Example: Symbolizing#

Here is a simplified example to show the uses of symbolizing. A sample application named test_shared calls the cuDNN API cudnnDestroy() which leads to a segmentation fault. With a default install of cuDNN and no obscured symbols, the output in GDB might look like the following:

Thread 1 "test_shared" received signal SIGSEGV, Segmentation fault.
0x00007ffff7a4ac01 in ?? () from /usr/lib/x86_64-linux-gnu/libcudnn_graph.so.9
(gdb) bt
#0  0x00007ffff7a4ac01 in ?? () from /usr/lib/x86_64-linux-gnu/libcudnn_graph.so.9
#1  0x00007ffff7a4c919 in cudnnDestroy () from /usr/lib/x86_64-linux-gnu/libcudnn_graph.so.9
#2  0x00000000004007b7 in main ()

After applying the obscured symbols in one of the ways described earlier, the stack trace will look like the following:

Thread 1 "test_shared" received signal SIGSEGV, Segmentation fault.
0x00007ffff7a4ac01 in libcudnn_graph_148ced18265f5231d89551dcbdcf5cf3fe6d77d1 () from /usr/lib/x86_64-linux-gnu/libcudnn_graph.so.9
(gdb) bt
#0  0x00007ffff7a4ac01 in libcudnn_graph_148ced18265f5231d89551dcbdcf5cf3fe6d77d1 () from /usr/lib/x86_64-linux-gnu/libcudnn_graph.so.9
#1  0x00007ffff7a4c919 in cudnnDestroy () from /usr/lib/x86_64-linux-gnu/libcudnn_graph.so.9
#2  0x00000000004007b7 in main ()

The symbolized call stack can then be documented as part of a bug description provided to NVIDIA for analysis.
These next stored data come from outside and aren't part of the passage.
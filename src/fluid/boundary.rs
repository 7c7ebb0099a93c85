//! Domain boundary handling.
//!
//! The simulation domain is an axis-aligned box. Particles that leave it are
//! absorbed: their velocity is zeroed and they stay where they are. There is
//! no reflection, friction or projection back inside.

use bevy::prelude::*;

use super::error::{SphError, SphResult};

/// Axis-aligned simulation domain.
#[derive(Clone, Copy, Debug, PartialEq, Reflect)]
pub struct DomainBox {
    /// Minimum corner (x_start, y_start, z_start).
    pub min: Vec3,
    /// Maximum corner (x_end, y_end, z_end).
    pub max: Vec3,
}

impl Default for DomainBox {
    fn default() -> Self {
        Self {
            min: Vec3::splat(-3.0),
            max: Vec3::splat(9.0),
        }
    }
}

impl DomainBox {
    /// Create a domain box with custom bounds.
    pub fn new(min: Vec3, max: Vec3) -> Self {
        Self { min, max }
    }

    /// Create a domain box centered at origin.
    pub fn centered(half_extents: Vec3) -> Self {
        Self::new(-half_extents, half_extents)
    }

    /// Check the box is finite and non-empty on every axis.
    pub fn validate(&self) -> SphResult<()> {
        if self.min.is_finite() && self.max.is_finite() && self.min.cmplt(self.max).all() {
            Ok(())
        } else {
            Err(SphError::InvalidDomain {
                min: self.min,
                max: self.max,
            })
        }
    }

    /// Check if a point is inside the box, faces included.
    pub fn contains(&self, point: Vec3) -> bool {
        point.x >= self.min.x
            && point.x <= self.max.x
            && point.y >= self.min.y
            && point.y <= self.max.y
            && point.z >= self.min.z
            && point.z <= self.max.z
    }

    /// Check if a point lies strictly inside the box, faces excluded.
    pub fn strictly_contains(&self, point: Vec3) -> bool {
        point.cmpgt(self.min).all() && point.cmplt(self.max).all()
    }

    /// Whether a particle at `point` is outside the box on any axis.
    ///
    /// This is the boundary policy: the integrator freezes such particles.
    #[inline]
    pub fn is_outside(&self, point: Vec3) -> bool {
        !self.contains(point)
    }

    pub fn size(&self) -> Vec3 {
        self.max - self.min
    }

    pub fn center(&self) -> Vec3 {
        (self.min + self.max) * 0.5
    }

    /// The 12 box edges as line segments, for wireframe drawing.
    pub fn edges(&self) -> [[Vec3; 2]; 12] {
        let (a, b) = (self.min, self.max);
        let corner = |x: f32, y: f32, z: f32| Vec3::new(x, y, z);
        [
            // Along x.
            [corner(a.x, a.y, a.z), corner(b.x, a.y, a.z)],
            [corner(a.x, b.y, a.z), corner(b.x, b.y, a.z)],
            [corner(a.x, a.y, b.z), corner(b.x, a.y, b.z)],
            [corner(a.x, b.y, b.z), corner(b.x, b.y, b.z)],
            // Along z.
            [corner(a.x, a.y, a.z), corner(a.x, a.y, b.z)],
            [corner(b.x, a.y, a.z), corner(b.x, a.y, b.z)],
            [corner(a.x, b.y, a.z), corner(a.x, b.y, b.z)],
            [corner(b.x, b.y, a.z), corner(b.x, b.y, b.z)],
            // Along y.
            [corner(a.x, a.y, a.z), corner(a.x, b.y, a.z)],
            [corner(b.x, a.y, a.z), corner(b.x, b.y, a.z)],
            [corner(a.x, a.y, b.z), corner(a.x, b.y, b.z)],
            [corner(b.x, a.y, b.z), corner(b.x, b.y, b.z)],
        ]
    }
}

#[cfg(test)]
mod tests {
    use super::*;

    #[test]
    fn test_domain_box_contains() {
        let domain = DomainBox::default();
        assert!(domain.contains(Vec3::ZERO));
        assert!(domain.contains(Vec3::splat(9.0)));
        assert!(!domain.contains(Vec3::new(0.0, -3.5, 0.0)));
        assert!(!domain.contains(Vec3::new(0.0, 0.0, 9.1)));
    }

    #[test]
    fn test_is_outside_on_any_axis() {
        let domain = DomainBox::centered(Vec3::ONE);
        assert!(!domain.is_outside(Vec3::new(0.5, -0.5, 0.9)));
        assert!(domain.is_outside(Vec3::new(1.5, 0.0, 0.0)));
        assert!(domain.is_outside(Vec3::new(0.0, -1.5, 0.0)));
        assert!(domain.is_outside(Vec3::new(0.0, 0.0, 1.01)));
    }

    #[test]
    fn test_strictly_contains_excludes_faces() {
        let domain = DomainBox::centered(Vec3::ONE);
        assert!(domain.strictly_contains(Vec3::ZERO));
        assert!(!domain.strictly_contains(Vec3::new(1.0, 0.0, 0.0)));
    }

    #[test]
    fn test_validate() {
        assert!(DomainBox::default().validate().is_ok());
        let inverted = DomainBox::new(Vec3::ONE, Vec3::new(2.0, 0.5, 2.0));
        assert!(matches!(
            inverted.validate(),
            Err(SphError::InvalidDomain { .. })
        ));
        let flat = DomainBox::new(Vec3::ZERO, Vec3::new(1.0, 0.0, 1.0));
        assert!(flat.validate().is_err());
    }

    #[test]
    fn test_edges() {
        let domain = DomainBox::default();
        let edges = domain.edges();
        let size = domain.size();
        for [start, end] in edges {
            assert!(domain.contains(start) && domain.contains(end));
            // Each edge runs along exactly one axis, over the full box extent.
            let delta = (end - start).abs();
            let axes = delta.cmpgt(Vec3::ZERO).bitmask().count_ones();
            assert_eq!(axes, 1);
            assert!((delta.max_element() - size.max_element()).abs() < 1e-6);
        }
        assert_eq!(domain.center(), Vec3::splat(3.0));
    }
}
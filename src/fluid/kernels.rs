//! SPH smoothing kernels.
//!
//! Closed forms from Müller, Charypar & Gross, "Particle-Based Fluid Simulation
//! for Interactive Applications" (2003). Every kernel takes the displacement
//! `r = x_i - x_j` and the support radius `h`, and vanishes for `|r| > h`.

use std::f32::consts::PI;

use bevy::prelude::*;

/// Distances below this are treated as coincident particles.
pub const MIN_KERNEL_DISTANCE: f32 = 1e-6;

/// SPH kernel functions.
pub struct SphKernels;

impl SphKernels {
    /// Poly6 kernel for density estimation.
    /// W(r, h) = (315 / 64πh⁹) * (h² - r²)³ for r ≤ h
    #[inline]
    pub fn poly6(r: Vec3, h: f32) -> f32 {
        let r_sq = r.length_squared();
        let h_sq = h * h;
        if r_sq > h_sq {
            return 0.0;
        }
        let diff = h_sq - r_sq;
        315.0 / (64.0 * PI * h.powi(9)) * diff * diff * diff
    }

    /// Gradient of the poly6 kernel, used for the color field normal.
    /// ∇W(r, h) = -(945 / 32πh⁹) * (h² - r²)² * r
    #[inline]
    pub fn poly6_gradient(r: Vec3, h: f32) -> Vec3 {
        let r_sq = r.length_squared();
        let h_sq = h * h;
        if r_sq > h_sq {
            return Vec3::ZERO;
        }
        let diff = h_sq - r_sq;
        -945.0 / (32.0 * PI * h.powi(9)) * diff * diff * r
    }

    /// Laplacian of the poly6 kernel, used for the color field curvature.
    /// ∇²W(r, h) = -(945 / 32πh⁹) * (h² - r²) * (3h² - 7r²)
    #[inline]
    pub fn poly6_laplacian(r: Vec3, h: f32) -> f32 {
        let r_sq = r.length_squared();
        let h_sq = h * h;
        if r_sq > h_sq {
            return 0.0;
        }
        -945.0 / (32.0 * PI * h.powi(9)) * (h_sq - r_sq) * (3.0 * h_sq - 7.0 * r_sq)
    }

    /// Spiky kernel.
    /// W(r, h) = (15 / πh⁶) * (h - r)³
    #[inline]
    pub fn spiky(r: Vec3, h: f32) -> f32 {
        let r_len = r.length();
        if r_len > h {
            return 0.0;
        }
        let diff = h - r_len;
        15.0 / (PI * h.powi(6)) * diff * diff * diff
    }

    /// Gradient of the spiky kernel for pressure forces.
    /// ∇W(r, h) = -(45 / πh⁶) * (h - r)² * (r / |r|)
    ///
    /// Returns zero for coincident particles, where the direction is undefined.
    #[inline]
    pub fn spiky_gradient(r: Vec3, h: f32) -> Vec3 {
        let r_len = r.length();
        if r_len > h || r_len < MIN_KERNEL_DISTANCE {
            return Vec3::ZERO;
        }
        let diff = h - r_len;
        -45.0 / (PI * h.powi(6)) * diff * diff * (r / r_len)
    }

    /// Viscosity kernel.
    /// W(r, h) = (15 / 2πh³) * (-r³/2h³ + r²/h² + h/2r - 1)
    ///
    /// The closed form diverges at `r = 0`; coincident particles get zero.
    #[inline]
    pub fn viscosity(r: Vec3, h: f32) -> f32 {
        let r_len = r.length();
        if r_len > h || r_len < MIN_KERNEL_DISTANCE {
            return 0.0;
        }
        let h3 = h * h * h;
        let shape = -r_len * r_len * r_len / (2.0 * h3) + r_len * r_len / (h * h)
            + h / (2.0 * r_len)
            - 1.0;
        15.0 / (2.0 * PI * h3) * shape
    }

    /// Laplacian of the viscosity kernel.
    /// ∇²W(r, h) = (45 / πh⁶) * (h - r)
    #[inline]
    pub fn viscosity_laplacian(r: Vec3, h: f32) -> f32 {
        let r_len = r.length();
        if r_len > h {
            return 0.0;
        }
        45.0 / (PI * h.powi(6)) * (h - r_len)
    }
}

#[cfg(test)]
mod tests {
    use super::*;

    const H: f32 = 1.0;

    fn outside_samples() -> Vec<Vec3> {
        vec![
            Vec3::new(1.0001, 0.0, 0.0),
            Vec3::new(0.0, -1.5, 0.0),
            Vec3::new(0.8, 0.8, 0.8),
            Vec3::splat(10.0),
        ]
    }

    #[test]
    fn test_compact_support() {
        for r in outside_samples() {
            assert_eq!(SphKernels::poly6(r, H), 0.0);
            assert_eq!(SphKernels::poly6_gradient(r, H), Vec3::ZERO);
            assert_eq!(SphKernels::poly6_laplacian(r, H), 0.0);
            assert_eq!(SphKernels::spiky(r, H), 0.0);
            assert_eq!(SphKernels::spiky_gradient(r, H), Vec3::ZERO);
            assert_eq!(SphKernels::viscosity(r, H), 0.0);
            assert_eq!(SphKernels::viscosity_laplacian(r, H), 0.0);
        }
    }

    #[test]
    fn test_continuity_at_support_radius() {
        for r in [Vec3::X, Vec3::NEG_Y, Vec3::Z * H] {
            assert!(SphKernels::poly6(r, H).abs() < 1e-6);
            assert!(SphKernels::poly6_gradient(r, H).length() < 1e-6);
            assert!(SphKernels::poly6_laplacian(r, H).abs() < 1e-6);
            assert!(SphKernels::spiky(r, H).abs() < 1e-6);
            assert!(SphKernels::spiky_gradient(r, H).length() < 1e-6);
            assert!(SphKernels::viscosity_laplacian(r, H).abs() < 1e-6);
        }
    }

    #[test]
    fn test_normalization_constants() {
        // At r = 0 the kernels reduce to their normalization factors times a power of h.
        let h = 2.0_f32;
        let poly6_0 = SphKernels::poly6(Vec3::ZERO, h);
        let expected = 315.0 / (64.0 * PI * h.powi(9)) * h.powi(6);
        assert!((poly6_0 - expected).abs() / expected < 1e-6);

        let spiky_0 = SphKernels::spiky(Vec3::ZERO, h);
        let expected = 15.0 / (PI * h.powi(6)) * h.powi(3);
        assert!((spiky_0 - expected).abs() / expected < 1e-6);

        let lap_0 = SphKernels::viscosity_laplacian(Vec3::ZERO, h);
        let expected = 45.0 / (PI * h.powi(6)) * h;
        assert!((lap_0 - expected).abs() / expected < 1e-6);
    }

    #[test]
    fn test_poly6_decreases_with_distance() {
        let w_0 = SphKernels::poly6(Vec3::ZERO, H);
        let w_half = SphKernels::poly6(Vec3::new(0.5, 0.0, 0.0), H);
        let w_edge = SphKernels::poly6(Vec3::new(0.99, 0.0, 0.0), H);
        assert!(w_0 > w_half);
        assert!(w_half > w_edge);
        assert!(w_edge > 0.0);
    }

    #[test]
    fn test_spiky_gradient_zero_distance_guard() {
        let grad = SphKernels::spiky_gradient(Vec3::ZERO, H);
        assert_eq!(grad, Vec3::ZERO);
        assert!(grad.is_finite());

        // Tiny but nonzero separations stay finite and keep their direction.
        let r = Vec3::new(1e-4, 0.0, 0.0);
        let grad = SphKernels::spiky_gradient(r, H);
        assert!(grad.is_finite());
        assert!(grad.x < 0.0);
        assert_eq!(grad.y, 0.0);
    }

    #[test]
    fn test_spiky_gradient_points_toward_neighbor() {
        let r = Vec3::new(0.5, 0.0, 0.0);
        let grad = SphKernels::spiky_gradient(r, H);
        assert!(grad.x < 0.0);
        assert!((SphKernels::spiky_gradient(-r, H) + grad).length() < 1e-6);
    }

    #[test]
    fn test_poly6_gradient_matches_finite_difference() {
        let r = Vec3::new(0.3, -0.2, 0.1);
        let eps = 1e-3;
        let analytic = SphKernels::poly6_gradient(r, H);
        let numeric_x = (SphKernels::poly6(r + Vec3::X * eps, H)
            - SphKernels::poly6(r - Vec3::X * eps, H))
            / (2.0 * eps);
        assert!((analytic.x - numeric_x).abs() < 1e-2 * numeric_x.abs().max(1.0));
    }

    #[test]
    fn test_viscosity_guards_zero_distance() {
        assert_eq!(SphKernels::viscosity(Vec3::ZERO, H), 0.0);
        assert!(SphKernels::viscosity(Vec3::new(0.5, 0.0, 0.0), H) > 0.0);
        assert!(SphKernels::viscosity_laplacian(Vec3::ZERO, H) > 0.0);
    }
}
API Usage During Initialization and Termination#

cuDNN uses a global state that is initialized during host program initiation and destroyed during host program termination. cuDNN cannot detect if this state is invalid, so using any of these interfaces (implicitly or explicitly) during program initiation or termination after main() may result in undefined behavior. CUDA has the same restriction.